- _Work required_
Examine the records and identify each line that includes the string "reason". Copy those lines.

Stored data:

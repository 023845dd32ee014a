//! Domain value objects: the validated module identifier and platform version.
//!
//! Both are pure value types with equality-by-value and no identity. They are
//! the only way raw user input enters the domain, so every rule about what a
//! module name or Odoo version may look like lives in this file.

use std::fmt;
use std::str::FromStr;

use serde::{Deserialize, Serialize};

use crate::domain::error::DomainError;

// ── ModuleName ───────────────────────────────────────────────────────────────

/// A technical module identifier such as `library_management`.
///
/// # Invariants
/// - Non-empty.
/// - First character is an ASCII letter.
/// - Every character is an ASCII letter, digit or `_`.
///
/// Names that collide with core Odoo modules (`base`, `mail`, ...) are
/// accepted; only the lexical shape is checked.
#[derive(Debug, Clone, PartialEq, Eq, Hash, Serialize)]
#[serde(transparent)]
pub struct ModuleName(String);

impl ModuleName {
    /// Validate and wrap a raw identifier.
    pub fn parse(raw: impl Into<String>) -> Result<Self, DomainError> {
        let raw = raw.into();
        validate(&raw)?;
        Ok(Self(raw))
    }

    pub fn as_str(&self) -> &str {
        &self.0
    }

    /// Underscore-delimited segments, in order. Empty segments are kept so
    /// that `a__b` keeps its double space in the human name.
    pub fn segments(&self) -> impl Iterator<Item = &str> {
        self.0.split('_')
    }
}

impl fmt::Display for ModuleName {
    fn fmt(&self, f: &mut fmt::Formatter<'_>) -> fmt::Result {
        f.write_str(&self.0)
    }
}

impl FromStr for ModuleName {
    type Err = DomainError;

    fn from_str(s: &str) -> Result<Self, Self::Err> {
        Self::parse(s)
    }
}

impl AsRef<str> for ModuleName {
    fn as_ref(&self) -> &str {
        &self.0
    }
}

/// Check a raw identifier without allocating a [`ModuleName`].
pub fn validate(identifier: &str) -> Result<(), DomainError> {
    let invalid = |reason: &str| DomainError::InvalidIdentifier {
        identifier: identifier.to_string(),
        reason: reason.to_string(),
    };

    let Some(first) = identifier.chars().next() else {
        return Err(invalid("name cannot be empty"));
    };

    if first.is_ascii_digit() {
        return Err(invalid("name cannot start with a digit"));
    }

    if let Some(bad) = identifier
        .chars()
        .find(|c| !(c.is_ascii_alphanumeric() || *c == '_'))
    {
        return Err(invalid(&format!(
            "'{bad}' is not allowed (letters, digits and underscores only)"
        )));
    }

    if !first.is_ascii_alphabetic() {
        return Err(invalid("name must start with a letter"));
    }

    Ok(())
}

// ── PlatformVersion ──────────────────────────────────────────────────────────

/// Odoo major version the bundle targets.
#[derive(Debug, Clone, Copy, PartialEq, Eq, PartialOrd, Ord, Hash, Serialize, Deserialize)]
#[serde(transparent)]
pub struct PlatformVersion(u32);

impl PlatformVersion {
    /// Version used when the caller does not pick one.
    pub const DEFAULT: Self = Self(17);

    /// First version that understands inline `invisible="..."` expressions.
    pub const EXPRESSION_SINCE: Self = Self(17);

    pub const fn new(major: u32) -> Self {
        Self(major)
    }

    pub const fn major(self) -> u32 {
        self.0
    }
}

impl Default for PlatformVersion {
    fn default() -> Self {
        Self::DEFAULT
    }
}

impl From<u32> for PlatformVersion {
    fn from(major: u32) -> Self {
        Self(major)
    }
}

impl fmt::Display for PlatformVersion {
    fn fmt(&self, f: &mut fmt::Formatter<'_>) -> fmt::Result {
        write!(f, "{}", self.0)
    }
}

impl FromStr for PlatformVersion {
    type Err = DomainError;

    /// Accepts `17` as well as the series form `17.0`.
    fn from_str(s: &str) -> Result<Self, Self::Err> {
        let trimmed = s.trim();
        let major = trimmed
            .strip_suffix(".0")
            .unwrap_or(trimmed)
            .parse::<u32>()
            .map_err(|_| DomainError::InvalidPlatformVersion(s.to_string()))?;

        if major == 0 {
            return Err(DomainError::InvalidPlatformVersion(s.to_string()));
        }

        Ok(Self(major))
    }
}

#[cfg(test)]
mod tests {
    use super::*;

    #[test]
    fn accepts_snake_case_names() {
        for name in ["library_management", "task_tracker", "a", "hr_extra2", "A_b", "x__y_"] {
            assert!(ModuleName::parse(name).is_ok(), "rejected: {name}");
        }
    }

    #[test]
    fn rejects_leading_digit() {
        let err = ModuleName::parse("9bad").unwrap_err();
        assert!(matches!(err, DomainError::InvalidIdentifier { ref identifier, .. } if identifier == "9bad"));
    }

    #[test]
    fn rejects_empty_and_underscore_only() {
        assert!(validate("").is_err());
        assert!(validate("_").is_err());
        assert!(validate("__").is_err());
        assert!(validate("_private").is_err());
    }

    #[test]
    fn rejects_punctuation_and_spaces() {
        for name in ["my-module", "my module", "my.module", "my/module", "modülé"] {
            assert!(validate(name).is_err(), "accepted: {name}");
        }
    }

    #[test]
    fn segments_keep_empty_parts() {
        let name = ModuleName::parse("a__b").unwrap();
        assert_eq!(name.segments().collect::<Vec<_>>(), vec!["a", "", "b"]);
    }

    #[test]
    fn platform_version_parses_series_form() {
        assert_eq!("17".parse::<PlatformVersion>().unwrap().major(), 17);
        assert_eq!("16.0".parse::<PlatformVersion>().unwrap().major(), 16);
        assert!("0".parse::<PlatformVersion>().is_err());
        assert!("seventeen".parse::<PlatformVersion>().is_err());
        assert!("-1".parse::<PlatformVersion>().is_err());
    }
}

- _Answer to this exercise_
    let invalid = |reason: &str| DomainError::InvalidIdentifier {
        reason: reason.to_string(),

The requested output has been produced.